New regulations to future-proof iconic fishery
IntroductionThe ‘Anglers Notice for the Taupo District 2022’ confirms changes will be in place at Lake Otamangakau when it opens again on the 1 September 2022.
Date: 22 June 2022
Four regulation changes aim to protect the long-term future of this iconic trout fishery.
- The season at Lake Otamangakau will start a month earlier from 1 September.
- Lake Otamangakau will close to trout fishing during February – the hottest month of the year.
- A maximum takeable size of 55 cm for trout will be introduced. There will be no minimum takeable size.
- The bag limit will be reduced to two trout.
DOC Operations Manager Taupō Fishery Dave Conley said, “We are pleased to see support for these important changes which we firmly believe are needed to protect the future of Lake Otamangakau, particularly during the hottest time of the year where elevated water temperatures pose a threat to trout.
“Our technical team, led by Fishery Scientist Dr Michel Dedual, carried out a robust investigation over a two-year period which pulled together data from multiple studies, as well as listening to feedback from anglers. The result was a clear set of proposals backed by solid scientific evidence.”
The scientific work was triggered by increasing feedback from anglers who reported seeing dead trout in February, when water temperature is at its highest. It was also informed by the ongoing debate within the angling community around encouraging trophy trout at Lake Otamangakau.
Changes to the fishing season are designed to help protect large trout when they are vulnerable to heat stress. Catch-and-release is a popular approach used by anglers at Lake Otamangakau. The warm water phase of our research confirmed trout only had a 60 percent survival rate when released in these conditions, therefore stopping fishing during the hottest month of the year will reduce unnecessary trout mortality.
The new maximum takeable size and reduced bag limit will help protect larger trout.

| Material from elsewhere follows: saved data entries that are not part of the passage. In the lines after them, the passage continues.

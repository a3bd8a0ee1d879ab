//! Error types for the relay and their mapping onto client-facing responses

pub mod handlers;

use std::collections::BTreeMap;
use thiserror::Error;

pub type Result<T> = std::result::Result<T, ProxyError>;

#[derive(Debug, Error)]
pub enum ProxyError {
    /// No route matches the inbound hostname
    #[error("No upstream configured for host: {host}")]
    UnknownHost {
        host: String,
        /// Known routes, reported back to the client for diagnostics
        routes: BTreeMap<String, String>,
    },

    /// The upstream's `WWW-Authenticate` header could not be parsed
    #[error("Malformed upstream challenge: {0}")]
    MalformedChallenge(String),

    #[error("Upstream unreachable: {0}")]
    UpstreamUnreachable(String),

    #[error("Upstream timed out: {0}")]
    UpstreamTimeout(String),

    /// The inbound request cannot be proxied at all
    #[error("Invalid request: {0}")]
    InvalidRequest(String),

    #[error("Configuration error: {0}")]
    Config(String),

    #[error("Internal error: {0}")]
    Internal(String),

    #[error("IO error: {0}")]
    Io(#[from] std::io::Error),

    #[error("Serialization error: {0}")]
    Serialization(#[from] serde_json::Error),
}

impl From<url::ParseError> for ProxyError {
    fn from(err: url::ParseError) -> Self {
        ProxyError::InvalidRequest(format!("URL error: {}", err))
    }
}

impl From<axum::http::Error> for ProxyError {
    fn from(err: axum::http::Error) -> Self {
        ProxyError::Internal(format!("Failed to build response: {}", err))
    }
}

Spawning trap data confirms trout at Lake Otamangakau continue to grow beyond their maiden spawning year. In simple terms, the longer they live the bigger they get. Protecting larger specimens will allow them to grow even bigger and increase the opportunity for anglers to catch fish over 10 lbs (4.5 kgs).
A report analysing the scientific data and detailing management options was released in December 2021: Lake Otamangakau: Research update 2021.
The Anglers Notice for the Taupo District 2022 can be found on the New Zealand Gazette website.